* [What you need to do]:
Set down the data below once more, precisely as it reads.

* [Supplied material]:
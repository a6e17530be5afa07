//! mfgen Core - Hexagonal Architecture Implementation
//!
//! This crate provides the domain and application layers for the mfgen
//! micro-frontend scaffolding tool, following hexagonal (ports and adapters)
//! architecture.
//!
//! ## Architecture Overview
//!
//! ```text
//! ┌─────────────────────────────────────────┐
//! │           mfgen-cli (CLI)               │
//! │     (Implements Driving Ports)          │
//! └──────────────────┬──────────────────────┘
//!                    │ calls
//!                    ▼
//! ┌─────────────────────────────────────────┐
//! │         Application Services            │
//! │           (GenerateService)             │
//! │         Orchestrates Use Cases          │
//! └──────────────────┬──────────────────────┘
//!                    │ uses
//!                    ▼
//! ┌─────────────────────────────────────────┐
//! │      Application Ports (Traits)         │
//! │  (Driven: Filesystem, Render, Install)  │
//! └──────────────────┬──────────────────────┘
//!                    │ implemented by
//!                    ▼
//! ┌─────────────────────────────────────────┐
//! │     mfgen-adapters (Infrastructure)     │
//! │  (LocalFilesystem, SimpleRenderer, etc) │
//! └─────────────────────────────────────────┘
//!                    │
//!                    ▼
//! ┌─────────────────────────────────────────┐
//! │        Domain Layer (Pure Logic)        │
//! │ (ConfigModel, GenerationPlan, Resolver) │
//! │         No External Dependencies        │
//! └─────────────────────────────────────────┘
//! ```
//!
//! ## Usage
//!
//! ```rust,ignore
//! use mfgen_core::{
//!     application::GenerateService,
//!     domain::{ConfigModel, RawConfig, RawMicrofrontend},
//! };
//!
//! // 1. Validate the raw configuration
//! let raw = RawConfig {
//!     app_name: "shop".into(),
//!     host_port: 3000,
//!     microfrontends: vec![RawMicrofrontend { name: "cart".into(), port: 3001 }],
//! };
//! let config = ConfigModel::from_raw(raw).unwrap();
//!
//! // 2. Use the application service (with injected adapters)
//! let service = GenerateService::new(renderer, filesystem);
//! let written = service.generate(&config, "./output").unwrap();
//! ```

// Re-export domain layer (stable, well-defined API)
pub mod domain;

// Re-export application layer (orchestration logic)
pub mod application;

// Re-export error types
pub mod error;

// Public API - what external crates should use
pub mod prelude {
    pub use crate::application::{
        GenerateService,
        ports::{Filesystem, PostGenerationHook, TemplateRenderer},
    };
    pub use crate::domain::{
        ConfigModel, CrossReferenceResolver, GenerationKind, GenerationPlan, GenerationTarget,
        MicrofrontendDescriptor, RawConfig, RawMicrofrontend, RemoteReference, RenderContext,
        TargetScope, TemplateId,
    };
    pub use crate::error::{GenError, GenResult};
}

// Version info
pub const VERSION: &str = env!("CARGO_PKG_VERSION");
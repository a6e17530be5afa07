//! Tracing subscriber initialisation.
//!
//! Only the CLI crate is allowed to call [`init_logging`]; `mfgen-core`
//! only *emits* spans and events, it never touches subscribers.
//!
//! # Verbosity mapping
//!
//! | Flag(s)  | Filter level |
//! |----------|--------------|
//! | (none)   | WARN         |
//! | `-v`     | INFO         |
//! | `-vv`    | DEBUG        |
//! | `-vvv`   | TRACE        |
//! | `--quiet`| ERROR        |
//!
//! `RUST_LOG` overrides all of the above if set.

use std::io::IsTerminal as _;

use tracing_subscriber::{EnvFilter, layer::SubscriberExt, util::SubscriberInitExt};

use crate::cli::GlobalArgs;

/// Initialise the global tracing subscriber.
///
/// Must be called exactly once, before any tracing macros fire.
pub fn init_logging(args: &GlobalArgs) -> anyhow::Result<()> {
    let level = derive_level(args);

    // RUST_LOG wins; otherwise build our own filter string so each crate gets
    // the same level as the top-level filter.
    let filter = EnvFilter::try_from_default_env().unwrap_or_else(|_| {
        EnvFilter::new(format!(
            "mfgen={level},mfgen_core={level},mfgen_adapters={level}"
        ))
    });

    let use_ansi = !args.no_color && std::io::stderr().is_terminal();

    let fmt_layer = tracing_subscriber::fmt::layer()
        .with_target(false)
        .with_thread_ids(false)
        .with_file(false)
        .with_line_number(false)
        .with_ansi(use_ansi)
        .with_writer(std::io::stderr);

    tracing_subscriber::registry()
        .with(filter)
        .with(fmt_layer)
        .try_init()
        .map_err(|e| anyhow::anyhow!("Failed to initialise tracing: {e}"))?;

    Ok(())
}

/// Translate the verbosity counter + quiet flag to a level string.
fn derive_level(args: &GlobalArgs) -> &'static str {
    if args.quiet {
        return "error";
    }
    match args.verbose {
        0 => "warn",
        1 => "info",
        2 => "debug",
        _ => "trace",
    }
}

#[cfg(test)]
mod tests {
    use super::*;
    use crate::cli::OutputFormat;

    fn args_with(verbose: u8, quiet: bool) -> GlobalArgs {
        GlobalArgs {
            verbose,
            quiet,
            no_color: true,
            config: None,
            output_format: OutputFormat::Auto,
        }
    }

    #[test]
    fn level_quiet() {
        assert_eq!(derive_level(&args_with(0, true)), "error");
    }

    #[test]
    fn level_default() {
        assert_eq!(derive_level(&args_with(0, false)), "warn");
    }

    #[test]
    fn level_verbose_one() {
        assert_eq!(derive_level(&args_with(1, false)), "info");
    }

    #[test]
    fn level_verbose_two() {
        assert_eq!(derive_level(&args_with(2, false)), "debug");
    }

    #[test]
    fn level_verbose_three_plus() {
        assert_eq!(derive_level(&args_with(3, false)), "trace");
        assert_eq!(derive_level(&args_with(10, false)), "trace");
    }

    // quiet takes precedence over verbose
    #[test]
    fn quiet_overrides_verbose() {
        assert_eq!(derive_level(&args_with(3, true)), "error");
    }
}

* [Solved problem]:
repository a6e17530be5afa07
//! mfgen Core - Hexagonal Architecture Implementation
//!
//! This crate provides the domain and application layers for the mfgen
//! micro-frontend scaffolding tool, following hexagonal (ports and adapters)
//! architecture.
//!
//! ## Architecture Overview
//!
//! ```text
//! ┌─────────────────────────────────────────┐
//! │           mfgen-cli (CLI)               │
//! │     (Implements Driving Ports)          │
//! └──────────────────┬──────────────────────┘
//!                    │ calls
//!                    ▼
//! ┌─────────────────────────────────────────┐
//! │         Application Services            │
//! │           (GenerateService)             │
//! │         Orchestrates Use Cases          │
//! └──────────────────┬──────────────────────┘
//!                    │ uses
//!                    ▼
//! ┌─────────────────────────────────────────┐
//! │      Application Ports (Traits)         │
//! │  (Driven: Filesystem, Render, Install)  │
//! └──────────────────┬──────────────────────┘
//!                    │ implemented by
//!                    ▼
//! ┌─────────────────────────────────────────┐
//! │     mfgen-adapters (Infrastructure)     │
//! │  (LocalFilesystem, SimpleRenderer, etc) │
//! └─────────────────────────────────────────┘
//!                    │
//!                    ▼
//! ┌─────────────────────────────────────────┐
//! │        Domain Layer (Pure Logic)        │
//! │ (ConfigModel, GenerationPlan, Resolver) │
//! │         No External Dependencies        │
//! └─────────────────────────────────────────┘
//! ```
//!
//! ## Usage
//!
//! ```rust,ignore
//! use mfgen_core::{
//!     application::GenerateService,
//!     domain::{ConfigModel, RawConfig, RawMicrofrontend},
//! };
//!
//! // 1. Validate the raw configuration
//! let raw = RawConfig {
//!     app_name: "shop".into(),
//!     host_port: 3000,
//!     microfrontends: vec![RawMicrofrontend { name: "cart".into(), port: 3001 }],
//! };
//! let config = ConfigModel::from_raw(raw).unwrap();
//!
//! // 2. Use the application service (with injected adapters)
//! let service = GenerateService::new(renderer, filesystem);
//! let written = service.generate(&config, "./output").unwrap();
//! ```

// Re-export domain layer (stable, well-defined API)
pub mod domain;

// Re-export application layer (orchestration logic)
pub mod application;

// Re-export error types
pub mod error;

// Public API - what external crates should use
pub mod prelude {
    pub use crate::application::{
        GenerateService,
        ports::{Filesystem, PostGenerationHook, TemplateRenderer},
    };
    pub use crate::domain::{
        ConfigModel, CrossReferenceResolver, GenerationKind, GenerationPlan, GenerationTarget,
        MicrofrontendDescriptor, RawConfig, RawMicrofrontend, RemoteReference, RenderContext,
        TargetScope, TemplateId,
    };
    pub use crate::error::{GenError, GenResult};
}

// Version info
pub const VERSION: &str = env!("CARGO_PKG_VERSION");
repository a6e17530be5afa07
//! Tracing subscriber initialisation.
//!
//! Only the CLI crate is allowed to call [`init_logging`]; `mfgen-core`
//! only *emits* spans and events, it never touches subscribers.
//!
//! # Verbosity mapping
//!
//! | Flag(s)  | Filter level |
//! |----------|--------------|
//! | (none)   | WARN         |
//! | `-v`     | INFO         |
//! | `-vv`    | DEBUG        |
//! | `-vvv`   | TRACE        |
//! | `--quiet`| ERROR        |
//!
//! `RUST_LOG` overrides all of the above if set.

use std::io::IsTerminal as _;

use tracing_subscriber::{EnvFilter, layer::SubscriberExt, util::SubscriberInitExt};

use crate::cli::GlobalArgs;

/// Initialise the global tracing subscriber.
///
/// Must be called exactly once, before any tracing macros fire.
pub fn init_logging(args: &GlobalArgs) -> anyhow::Result<()> {
    let level = derive_level(args);

    // RUST_LOG wins; otherwise build our own filter string so each crate gets
    // the same level as the top-level filter.
    let filter = EnvFilter::try_from_default_env().unwrap_or_else(|_| {
        EnvFilter::new(format!(
            "mfgen={level},mfgen_core={level},mfgen_adapters={level}"
        ))
    });

    let use_ansi = !args.no_color && std::io::stderr().is_terminal();

    let fmt_layer = tracing_subscriber::fmt::layer()
        .with_target(false)
        .with_thread_ids(false)
        .with_file(false)
        .with_line_number(false)
        .with_ansi(use_ansi)
        .with_writer(std::io::stderr);

    tracing_subscriber::registry()
        .with(filter)
        .with(fmt_layer)
        .try_init()
        .map_err(|e| anyhow::anyhow!("Failed to initialise tracing: {e}"))?;

    Ok(())
}

/// Translate the verbosity counter + quiet flag to a level string.
fn derive_level(args: &GlobalArgs) -> &'static str {
    if args.quiet {
        return "error";
    }
    match args.verbose {
        0 => "warn",
        1 => "info",
        2 => "debug",
        _ => "trace",
    }
}

#[cfg(test)]
mod tests {
    use super::*;
    use crate::cli::OutputFormat;

    fn args_with(verbose: u8, quiet: bool) -> GlobalArgs {
        GlobalArgs {
            verbose,
            quiet,
            no_color: true,
            config: None,
            output_format: OutputFormat::Auto,
        }
    }

    #[test]
    fn level_quiet() {
        assert_eq!(derive_level(&args_with(0, true)), "error");
    }

    #[test]
    fn level_default() {
        assert_eq!(derive_level(&args_with(0, false)), "warn");
    }

    #[test]
    fn level_verbose_one() {
        assert_eq!(derive_level(&args_with(1, false)), "info");
    }

    #[test]
    fn level_verbose_two() {
        assert_eq!(derive_level(&args_with(2, false)), "debug");
    }

    #[test]
    fn level_verbose_three_plus() {
        assert_eq!(derive_level(&args_with(3, false)), "trace");
        assert_eq!(derive_level(&args_with(10, false)), "trace");
    }

    // quiet takes precedence over verbose
    #[test]
    fn quiet_overrides_verbose() {
        assert_eq!(derive_level(&args_with(3, true)), "error");
    }
}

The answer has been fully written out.